Hi all,

I have been having some issues which are currently show-stoppers with the
use of Durable subscriptions with Active MQ Topics for our large scale
integration project.

I've been writing the subscriber in C#, but the issue also remains for the
Java implementation. The standard approach for establishing a durable
subscriber is to perform all the standard steps for setting up a subscriber,
along with setting a ClientID (to provide the unique ID for the subscriber
application), and calling CreateDurableConsumer on the session.

On the first attempt, the subscription is established, and the messages are
correctly received.  If the subscriber is then shutdown in a controlled
manner manor, and the connection is correctly stopped and closed, then
subsequent restarts of the subscriber will perform as expected. Great, all
works fine.

However, under real failure scenarios (machine goes pop, or goes offline for
some reason resulting in a subscriber restart) the connection doesn't have
chance to correctly terminate the connection with the broker - essentially
an "uncontrolled shutdown".  This is where the problem arises.  If the
subscriber now attempts to establish a durable subscription with the same
ClientID and name as before, the broker returns a 'Client XXX already
connected' error, and prevents the connection from being made - even though
the previous client/subscriber is not actually connected, or even running. 
This doesn’t seem to be time bound either - even waiting for a period of
time (minutes) and retrying, will produce the same results, so it's not the
socket in TIME_WAIT state which is causing it.

After further investigation, I've discovered the following:

Using Jconsole to look into the state of the broker, it seems that,
following an uncontrolled client disconnect (as previously performed) the
previously created Connection instance is still classed (by the broker) as
being both live and connected, although it blatantly isn't connected (or
even live), because the client is no longer there.  This is persisted by the
broker, and never seems to be cleared (until a broker restart, which is
unacceptable in an enterprise scale environment just to recover from a
single subscriber failure)

The broker should detect the socket disconnect from the failed subscriber,
and clean up the connection status in the broker.

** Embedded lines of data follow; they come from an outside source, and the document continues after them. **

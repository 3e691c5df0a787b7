use crate::types::{Entry, Row};
use crate::{depth, prefix};

/// The ordered entry store plus its derived prefix cache.
///
/// Each entry is one composite record, so a single `Vec` operation keeps
/// text, depth, and tags aligned through every mutation. The prefix cache
/// is refreshed by the store itself after anything that can change depths
/// or order; callers read it, never write it.
///
/// Index arguments are asserted in range by the caller (the engine keeps
/// focus within bounds); an out-of-range index is a programming error and
/// panics rather than clamping.
#[derive(Debug, Clone, PartialEq, Eq)]
pub struct Outline {
    entries: Vec<Entry>,
    prefixes: Vec<String>,
    label_count: usize,
}

impl Outline {
    /// Create an empty outline whose entries carry `label_count` tags each.
    pub fn new(label_count: usize) -> Self {
        Self {
            entries: Vec::new(),
            prefixes: Vec::new(),
            label_count,
        }
    }

    pub fn len(&self) -> usize {
        self.entries.len()
    }

    pub fn is_empty(&self) -> bool {
        self.entries.is_empty()
    }

    pub fn label_count(&self) -> usize {
        self.label_count
    }

    pub fn entry(&self, at: usize) -> &Entry {
        &self.entries[at]
    }

    pub fn depth(&self, at: usize) -> i32 {
        self.entries[at].depth
    }

    pub fn prefix(&self, at: usize) -> &str {
        &self.prefixes[at]
    }

    /// Display views of all entries, in order.
    pub fn rows(&self) -> impl Iterator<Item = Row<'_>> {
        self.entries.iter().zip(&self.prefixes).map(|(e, p)| Row {
            text: e.text.as_str(),
            prefix: p.as_str(),
            depth: e.depth,
            tags: &e.tags,
        })
    }

    /// Insert a new entry at `at` (0 <= at <= len) with empty text and a
    /// zero-filled tag vector, then renormalize and refresh prefixes.
    pub fn insert(&mut self, at: usize, depth: i32) {
        let entry = Entry::with_tags(String::new(), depth, vec![false; self.label_count]);
        self.entries.insert(at, entry);
        self.normalize();
    }

    /// Remove the entry at `at`, then renormalize and refresh prefixes.
    ///
    /// Defined no-op when only one entry remains; returns whether an entry
    /// was actually removed.
    pub fn remove(&mut self, at: usize) -> bool {
        if self.entries.len() <= 1 {
            return false;
        }
        self.entries.remove(at);
        self.normalize();
        true
    }

    /// Exchange entries `i` and `j` wholesale, cached prefixes included.
    ///
    /// Does not renormalize: reordering may leave a transiently invalid
    /// depth that a later normalization pass clamps.
    pub fn swap(&mut self, i: usize, j: usize) {
        self.entries.swap(i, j);
        self.prefixes.swap(i, j);
    }

    /// Store a raw depth value and refresh prefixes.
    ///
    /// The value may be negative or violate the step rule; callers decide
    /// when the next normalization pass runs.
    pub fn set_depth(&mut self, at: usize, depth: i32) {
        self.entries[at].depth = depth;
        self.refresh_prefixes();
    }

    pub fn set_text(&mut self, at: usize, text: String) {
        self.entries[at].text = text;
    }

    /// Flip one tag on the entry at `at`.
    pub fn toggle_tag(&mut self, at: usize, tag: usize) {
        let slot = &mut self.entries[at].tags[tag];
        *slot = !*slot;
    }

    /// Clamp the whole depth sequence to the step rule and refresh prefixes.
    pub fn normalize(&mut self) {
        self.normalize_depths(1);
    }

    /// Clamp only the entries strictly after `at`, leaving the depth at
    /// `at` itself untouched, and refresh prefixes. Used after a re-indent
    /// nudge so the user's requested depth is never clamped back down.
    pub fn normalize_after(&mut self, at: usize) {
        self.normalize_depths(at + 1);
    }

    /// Clone the entries for the persistence collaborator.
    pub fn entries(&self) -> Vec<Entry> {
        self.entries.clone()
    }

    /// Replace the whole outline. Tag vectors are padded or truncated to
    /// the label count so alignment holds regardless of what was loaded.
    pub fn replace(&mut self, entries: Vec<Entry>) {
        self.entries = entries;
        for entry in &mut self.entries {
            entry.tags.resize(self.label_count, false);
        }
        self.normalize();
    }

    fn normalize_depths(&mut self, start: usize) {
        let mut depths: Vec<i32> = self.entries.iter().map(|e| e.depth).collect();
        depth::normalize_from(&mut depths, start);
        for (entry, d) in self.entries.iter_mut().zip(&depths) {
            entry.depth = *d;
        }
        self.prefixes = prefix::render(&depths);
    }

    fn refresh_prefixes(&mut self) {
        let depths: Vec<i32> = self.entries.iter().map(|e| e.depth).collect();
        self.prefixes = prefix::render(&depths);
    }
}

Another observation is that if the connection is manually cleared using
Jconsole (using the relevant operation on the connection instance), the
subscriber can indeed reconnect using the durable subscription.

Another observation is that this only happens if NO messages are published
to the topic during the subscriber downtime.  If however a message is
published to the topic during the subscriber downtime, the broker will
detect that the subscriber is no longer live, and clear up the connection. 
This results in the subscriber being able to reconnect successfully. 
However, in production environments, we cannot guarantee that a message will
be sent on a topic during the subscriber downtime - although most topics
will have high utilisation, some have low throughput - but this cannot be
relied upon, and the failure of a single durable subscription will result in
the failure of the complete subscribing application.

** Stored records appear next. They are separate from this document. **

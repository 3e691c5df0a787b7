use unicode_segmentation::UnicodeSegmentation;

use crate::key::{InputEvent, keymap};
use crate::outline::Outline;
use crate::types::{Entry, InputCommand, Mode, Row};

/// The modal outline-editing engine.
///
/// One engine owns one outline and drives it from abstract input commands.
/// Interaction is modal: the same command means different things in
/// Navigate, Reorder, Edit, and the Tags sub-mode, and any command the
/// current mode does not recognize is reported as unconsumed so the host
/// can fall through to its own handling (global focus traversal, quit
/// keys, and so on).
#[derive(Debug, Clone)]
pub struct Engine {
    outline: Outline,
    focus: usize,
    mode: Mode,
}

/// Display-ready copy of the engine's interaction state.
#[derive(Debug, Clone)]
pub struct EngineSnapshot {
    pub mode: Mode,
    pub focus: usize,
    /// The captured entry index; meaningful only while reordering.
    pub selection: Option<usize>,
}

#[derive(Default)]
pub struct EngineBuilder {
    label_count: usize,
    entries: Vec<Entry>,
}

impl EngineBuilder {
    /// Enable tagging with a label set of `count` labels. Zero disables
    /// tagging and the Tags sub-mode entirely.
    pub fn labels(mut self, count: usize) -> Self {
        self.label_count = count;
        self
    }

    /// Pre-populate the outline. Tag vectors are padded or truncated to
    /// the label count; depths are normalized.
    pub fn entries(mut self, entries: Vec<Entry>) -> Self {
        self.entries = entries;
        self
    }

    pub fn build(self) -> Engine {
        let mut outline = Outline::new(self.label_count);
        outline.replace(self.entries);
        Engine {
            outline,
            focus: 0,
            mode: Mode::Navigate,
        }
    }
}

impl Default for Engine {
    fn default() -> Self {
        EngineBuilder::default().build()
    }
}

impl Engine {
    pub fn new() -> Self {
        Self::default()
    }

    /// Current interaction mode, including the live edit buffer and cursor
    /// while editing and the tag cursor while in the Tags sub-mode.
    pub fn mode(&self) -> &Mode {
        &self.mode
    }

    pub fn focus(&self) -> usize {
        self.focus
    }

    /// The captured entry index; `Some` only while reordering.
    pub fn selection(&self) -> Option<usize> {
        match self.mode {
            Mode::Reorder { grabbed } => Some(grabbed),
            _ => None,
        }
    }

    pub fn snapshot(&self) -> EngineSnapshot {
        EngineSnapshot {
            mode: self.mode.clone(),
            focus: self.focus,
            selection: self.selection(),
        }
    }

    pub fn len(&self) -> usize {
        self.outline.len()
    }

    pub fn is_empty(&self) -> bool {
        self.outline.is_empty()
    }

    pub fn label_count(&self) -> usize {
        self.outline.label_count()
    }

    pub fn is_labeling_enabled(&self) -> bool {
        self.outline.label_count() > 0
    }

    /// Display views of all entries, in order.
    pub fn rows(&self) -> impl Iterator<Item = Row<'_>> {
        self.outline.rows()
    }

    /// Replace the whole outline: focus returns to 0, mode to Navigate,
    /// depths are normalized and prefixes recomputed.
    pub fn load(&mut self, entries: Vec<Entry>) {
        self.outline.replace(entries);
        self.focus = 0;
        self.mode = Mode::Navigate;
    }

    /// Clone the current entries for the persistence collaborator.
    /// `load(export())` reproduces an equivalent outline.
    pub fn export(&self) -> Vec<Entry> {
        self.outline.entries()
    }

    /// Process one abstract input command; returns whether it was consumed.
    pub fn handle_input(&mut self, input: InputCommand) -> bool {
        match self.mode {
            Mode::Navigate => self.on_navigate(input),
            Mode::Tags { cursor } => self.on_tags(input, cursor),
            Mode::Reorder { .. } => self.on_reorder(input),
            Mode::Edit { .. } => self.on_edit(input),
        }
    }

    /// Key layer on top of [`handle_input`](Self::handle_input): translate
    /// a host key event through the conventional keymap and process it.
    pub fn handle_event(&mut self, input: InputEvent) -> bool {
        let command = match input {
            InputEvent::ReceivedChar(ch) => InputCommand::CharacterInsert(ch),
            InputEvent::Key(key) => {
                let editing = matches!(self.mode, Mode::Edit { .. });
                match keymap(key, editing) {
                    Some(command) => command,
                    None => return false,
                }
            }
        };
        self.handle_input(command)
    }

    fn on_navigate(&mut self, input: InputCommand) -> bool {
        match input {
            InputCommand::MoveDown => {
                self.move_focus(1);
                true
            }
            InputCommand::MoveUp => {
                self.move_focus(-1);
                true
            }
            InputCommand::Toggle => {
                if !self.outline.is_empty() {
                    self.mode = Mode::Reorder {
                        grabbed: self.focus,
                    };
                }
                true
            }
            InputCommand::Confirm => {
                // Every new entry is born in text-entry mode, one level
                // below the entry it was created under.
                if self.outline.is_empty() {
                    self.outline.insert(0, 0);
                    self.focus = 0;
                } else {
                    let depth = self.outline.depth(self.focus) + 1;
                    self.outline.insert(self.focus + 1, depth);
                    self.focus += 1;
                }
                self.enter_edit();
                true
            }
            InputCommand::Delete | InputCommand::Backspace => {
                self.remove_focused();
                true
            }
            InputCommand::MoveRight => {
                if self.is_labeling_enabled() && !self.outline.is_empty() {
                    self.mode = Mode::Tags { cursor: 0 };
                    true
                } else {
                    false
                }
            }
            _ => false,
        }
    }

    fn on_tags(&mut self, input: InputCommand, cursor: usize) -> bool {
        let count = self.outline.label_count();
        match input {
            InputCommand::MoveDown => {
                self.mode = Mode::Tags {
                    cursor: (cursor + 1) % count,
                };
                true
            }
            InputCommand::MoveUp => {
                self.mode = Mode::Tags {
                    cursor: (cursor + count - 1) % count,
                };
                true
            }
            InputCommand::Confirm | InputCommand::Toggle => {
                self.outline.toggle_tag(self.focus, cursor);
                true
            }
            InputCommand::MoveLeft => {
                self.mode = Mode::Navigate;
                true
            }
            InputCommand::Delete | InputCommand::Backspace => {
                self.remove_focused();
                true
            }
            _ => false,
        }
    }

    fn on_reorder(&mut self, input: InputCommand) -> bool {
        match input {
            InputCommand::MoveDown => {
                self.swap_focused(1);
                true
            }
            InputCommand::MoveUp => {
                self.swap_focused(-1);
                true
            }
            InputCommand::MoveRight => {
                self.nudge_depth(1);
                true
            }
            InputCommand::MoveLeft => {
                self.nudge_depth(-1);
                true
            }
            InputCommand::Toggle => {
                self.mode = Mode::Navigate;
                true
            }
            InputCommand::Confirm => {
                self.enter_edit();
                true
            }
            InputCommand::Delete | InputCommand::Backspace => {
                self.remove_focused();
                self.mode = Mode::Navigate;
                true
            }
            _ => false,
        }
    }

    fn on_edit(&mut self, input: InputCommand) -> bool {
        let Mode::Edit { buffer, cursor } = &mut self.mode else {
            return false;
        };
        match input {
            InputCommand::CharacterInsert(ch) => {
                let at = byte_offset(buffer, *cursor);
                buffer.insert(at, ch);
                *cursor += 1;
                true
            }
            InputCommand::MoveLeft => {
                *cursor = cursor.saturating_sub(1);
                true
            }
            InputCommand::MoveRight => {
                if *cursor < grapheme_len(buffer) {
                    *cursor += 1;
                }
                true
            }
            InputCommand::Home => {
                *cursor = 0;
                true
            }
            InputCommand::End => {
                *cursor = grapheme_len(buffer);
                true
            }
            InputCommand::Backspace => {
                if *cursor > 0 {
                    *cursor -= 1;
                    remove_grapheme(buffer, *cursor);
                }
                true
            }
            InputCommand::Delete => {
                if *cursor < grapheme_len(buffer) {
                    remove_grapheme(buffer, *cursor);
                }
                true
            }
            InputCommand::Confirm => {
                let text = std::mem::take(buffer);
                self.outline.set_text(self.focus, text);
                self.mode = Mode::Navigate;
                true
            }
            InputCommand::Cancel => {
                self.mode = Mode::Navigate;
                true
            }
            _ => false,
        }
    }

    /// Move focus straight to a resolved index, e.g. from host mouse
    /// hit-testing. The index wraps like keyboard navigation. Tag focus
    /// returns to the list; while reordering (or editing), the captured
    /// entry travels to the new position.
    pub fn focus_to(&mut self, index: usize) {
        let n = self.outline.len();
        if n == 0 {
            return;
        }
        let index = index % n;
        if matches!(self.mode, Mode::Tags { .. }) {
            self.mode = Mode::Navigate;
        }
        if index == self.focus {
            return;
        }
        match self.mode {
            Mode::Reorder { .. } => {
                self.outline.swap(self.focus, index);
                self.mode = Mode::Reorder { grabbed: index };
            }
            Mode::Edit { .. } => {
                self.outline.swap(self.focus, index);
            }
            _ => {}
        }
        self.focus = index;
    }

    /// Wrap-around focus move; no-op on an empty outline.
    fn move_focus(&mut self, delta: isize) {
        let n = self.outline.len();
        if n == 0 {
            return;
        }
        self.focus = (self.focus as isize + delta).rem_euclid(n as isize) as usize;
    }

    /// Swap the focused entry with its wrap-around neighbor and follow it.
    fn swap_focused(&mut self, delta: isize) {
        let n = self.outline.len();
        if n == 0 {
            return;
        }
        let dst = (self.focus as isize + delta).rem_euclid(n as isize) as usize;
        self.outline.swap(self.focus, dst);
        self.focus = dst;
        self.mode = Mode::Reorder { grabbed: dst };
    }

    /// Apply the user's explicit ±1 re-indent raw, then re-check only the
    /// successors against it; the requested value itself is never clamped.
    fn nudge_depth(&mut self, delta: i32) {
        if self.outline.is_empty() {
            return;
        }
        let depth = self.outline.depth(self.focus) + delta;
        self.outline.set_depth(self.focus, depth);
        self.outline.normalize_after(self.focus);
    }

    /// Remove the focused entry (defined no-op on the last one) and pull
    /// focus back in range if it fell off the end.
    fn remove_focused(&mut self) {
        if self.outline.remove(self.focus) && self.focus >= self.outline.len() {
            self.focus = self.outline.len() - 1;
        }
    }

    /// Seed the edit buffer from the focused entry, cursor at the end.
    fn enter_edit(&mut self) {
        let text = self.outline.entry(self.focus).text.clone();
        let cursor = grapheme_len(&text);
        self.mode = Mode::Edit {
            buffer: text,
            cursor,
        };
    }
}

fn grapheme_len(s: &str) -> usize {
    s.graphemes(true).count()
}

/// Byte offset of the grapheme at `cursor`, or the end of the string.
fn byte_offset(s: &str, cursor: usize) -> usize {
    s.grapheme_indices(true)
        .nth(cursor)
        .map(|(i, _)| i)
        .unwrap_or(s.len())
}

fn remove_grapheme(s: &mut String, at: usize) {
    if let Some((start, grapheme)) = s.grapheme_indices(true).nth(at) {
        let end = start + grapheme.len();
        s.drain(start..end);
    }
}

It seems that all the ActiveMQ unit tests (or the ones I've looked at) to
test the durability of the connection, perform orderly shutdown of the
connection during the test.  This results in the broker correctly cleaning
the connection status, and the remaining tests being successful.

Under other JMS implementations (namely Tibco EMS but I've performed similar
in the past with JBossMQ), this doesn't happen.  Many JMS resources specify
that if a durable subscription is attempted and one is already established,
then the existing subscription is overwritten, and the new one is
established.  This doesn't seem to be the case with ActiveMQ - instead it
throws an exception.

My main questions to the ActiveMQ forum are:
1) Is there a workaround for this to allow subsequent durable subscriptions
to work following an "uncontrolled" subscriber shutdown?
2) Does ActiveMQ have a configuration parameter to allow subsequent durable
subscriptions to overwrite existing ones (even if the existing ones are
actually dead connections)
3) Is there anything within ActiveMQ which can periodically test the
connections in the broker to see if they are still live - if not, then clean
them up to overcome this problem
4) Has anybody else experienced this issue in a production quality
environment or otherwise - I've seen many posts to do with 'Client XXX
already connected' but nothing which resolves the issue other than 'fixed in
the 4.1…. Release'.  We are using 4.1.1 so we should see the fix - this
sounds like another issue which has slipped though the net.

Any feedback on this would be much appreciated.

Kind regards

Simon Vicary
Integration and Technical Delivery Lead.